On June 2, the U.S. Court of Appeals for the District of Columbia denied a group of realtors’ motion to lift an administrative stay placed by a district court on its own order, in which it had previously ruled that the CDC’s nationwide eviction moratorium issued in response to the Covid-19 pandemic exceeded the agency’s statutory authority with the temporary ban. As previously covered by InfoBytes, the district court vacated the CDC’s eviction moratorium and rejected the federal government’s request that the decision be narrowed, ruling that “when ‘regulations are unlawful, the ordinary result is that the rules are vacated—not that their application to the individual petitioner is proscribed.’” However, shortly after the federal government filed a notice of appeal, the district court stayed its own summary judgment order pending appeal.

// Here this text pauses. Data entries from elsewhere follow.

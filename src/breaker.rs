//! Circuit breaker with rolling-window failure-density tracking.
//!
//! State machine per command name: Closed → Open when the rolling window
//! holds at least `min_request_volume` events and the error rate
//! (failures + timeouts over total) reaches the threshold; Open → HalfOpen
//! after the sleep window; a single half-open probe decides between Closed
//! (probe success, window reset) and Open (probe failure, sleep window
//! restarts). Forced-open / forced-closed overrides always win.
//!
//! Counters are lock-free: per-bucket atomics stamped with a bucket epoch.
//! A bucket whose stamp has fallen out of the window is ignored by readers
//! and recycled in place by the next writer, so the window slides without
//! timers or locks.

use crate::clock::{Clock, MonotonicClock};
use crate::telemetry::{CommandEvent, EventSink, NullSink};
use std::sync::atomic::{AtomicBool, AtomicU64, AtomicU8, Ordering};
use std::sync::Arc;
use std::time::Duration;

const STATE_CLOSED: u8 = 0;
const STATE_OPEN: u8 = 1;
const STATE_HALF_OPEN: u8 = 2;

/// Breaker state visible to callers.
#[derive(Debug, Clone, Copy, PartialEq, Eq)]
pub enum CircuitState {
    Closed,
    Open,
    HalfOpen,
}

/// Breaker tuning. Window length = `bucket_count * bucket duration`, where
/// bucket duration = `rolling_window / bucket_count`.
#[derive(Debug, Clone)]
pub struct BreakerPolicy {
    pub enabled: bool,
    /// Error rate (percent) at or above which the breaker trips.
    pub error_threshold_pct: u8,
    /// Length of the rolling statistics window.
    pub rolling_window: Duration,
    /// Number of buckets the window is divided into.
    pub bucket_count: usize,
    /// Minimum events in the window before the rate is meaningful.
    pub min_request_volume: u64,
    /// How long an open breaker sleeps before admitting a probe.
    pub sleep_window: Duration,
    /// Override: reject everything regardless of statistics.
    pub forced_open: bool,
    /// Override: admit everything regardless of statistics.
    pub forced_closed: bool,
}

impl Default for BreakerPolicy {
    fn default() -> Self {
        Self {
            enabled: true,
            error_threshold_pct: 50,
            rolling_window: Duration::from_millis(10_000),
            bucket_count: 10,
            min_request_volume: 20,
            sleep_window: Duration::from_millis(5_000),
            forced_open: false,
            forced_closed: false,
        }
    }
}

/// Snapshot of the rolling window.
#[derive(Debug, Clone, Copy, PartialEq, Eq, Default)]
pub struct WindowMetrics {
    pub success: u64,
    pub failure: u64,
    pub timeout: u64,
    pub short_circuited: u64,
    pub rejected: u64,
}

impl WindowMetrics {
    /// Events that participate in the error rate.
    pub fn total(&self) -> u64 {
        self.success + self.failure + self.timeout
    }

    /// Failures + timeouts over total, in `[0.0, 1.0]`.
    pub fn error_rate(&self) -> f64 {
        let total = self.total();
        if total == 0 {
            return 0.0;
        }
        (self.failure + self.timeout) as f64 / total as f64
    }

    /// Rolling count the health-check surface reports on.
    pub fn failure_count(&self) -> u64 {
        self.failure + self.timeout
    }
}

// Stamp 0 means the bucket has never been written (or was reset).
struct Bucket {
    stamp: AtomicU64,
    success: AtomicU64,
    failure: AtomicU64,
    timeout: AtomicU64,
    short_circuited: AtomicU64,
    rejected: AtomicU64,
}

impl Bucket {
    fn new() -> Self {
        Self {
            stamp: AtomicU64::new(0),
            success: AtomicU64::new(0),
            failure: AtomicU64::new(0),
            timeout: AtomicU64::new(0),
            short_circuited: AtomicU64::new(0),
            rejected: AtomicU64::new(0),
        }
    }

    fn zero(&self) {
        self.success.store(0, Ordering::Release);
        self.failure.store(0, Ordering::Release);
        self.timeout.store(0, Ordering::Release);
        self.short_circuited.store(0, Ordering::Release);
        self.rejected.store(0, Ordering::Release);
    }
}

struct RollingWindow {
    buckets: Vec<Bucket>,
    bucket_millis: u64,
}

#[derive(Clone, Copy)]
enum Counter {
    Success,
    Failure,
    Timeout,
    ShortCircuited,
    Rejected,
}

impl RollingWindow {
    fn new(window: Duration, bucket_count: usize) -> Self {
        let bucket_count = bucket_count.max(1);
        let bucket_millis = (window.as_millis() as u64 / bucket_count as u64).max(1);
        Self {
            buckets: (0..bucket_count).map(|_| Bucket::new()).collect(),
            bucket_millis,
        }
    }

    fn current_stamp(&self, now_millis: u64) -> u64 {
        now_millis / self.bucket_millis + 1
    }

    fn record(&self, now_millis: u64, counter: Counter) {
        let stamp = self.current_stamp(now_millis);
        let bucket = &self.buckets[(stamp % self.buckets.len() as u64) as usize];

        let seen = bucket.stamp.load(Ordering::Acquire);
        if seen != stamp
            && bucket
                .stamp
                .compare_exchange(seen, stamp, Ordering::AcqRel, Ordering::Acquire)
                .is_ok()
        {
            // This writer won the recycle; concurrent increments between the
            // swap and the zeroing smear into the fresh bucket, which the
            // window tolerates.
            bucket.zero();
        }

        let cell = match counter {
            Counter::Success => &bucket.success,
            Counter::Failure => &bucket.failure,
            Counter::Timeout => &bucket.timeout,
            Counter::ShortCircuited => &bucket.short_circuited,
            Counter::Rejected => &bucket.rejected,
        };
        cell.fetch_add(1, Ordering::AcqRel);
    }

    fn snapshot(&self, now_millis: u64) -> WindowMetrics {
        let newest = self.current_stamp(now_millis);
        let oldest = newest.saturating_sub(self.buckets.len() as u64 - 1);
        let mut metrics = WindowMetrics::default();
        for bucket in &self.buckets {
            let stamp = bucket.stamp.load(Ordering::Acquire);
            if stamp < oldest || stamp > newest || stamp == 0 {
                continue;
            }
            metrics.success += bucket.success.load(Ordering::Acquire);
            metrics.failure += bucket.failure.load(Ordering::Acquire);
            metrics.timeout += bucket.timeout.load(Ordering::Acquire);
            metrics.short_circuited += bucket.short_circuited.load(Ordering::Acquire);
            metrics.rejected += bucket.rejected.load(Ordering::Acquire);
        }
        metrics
    }

    fn reset(&self) {
        for bucket in &self.buckets {
            bucket.stamp.store(0, Ordering::Release);
            bucket.zero();
        }
    }
}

In denying the plaintiffs’ motion to vacate the stay pending appeal, the appellate court held that the district court did not abuse its discretion in staying its own ruling, and noted that the federal government has a good chance of winning its appeal. “[W]hile of course not resolving the ultimate merits of the legal question, we conclude that [the federal government] has made a strong showing that it is likely to succeed on the merits,” the appellate court wrote, adding, among other things, that “Congress has expressly recognized that the agency had the authority to issue its narrowly crafted moratorium.” Moreover, the D.C. Circuit determined that the plaintiffs failed to show the likelihood of irreparable injury should the stay remain in place.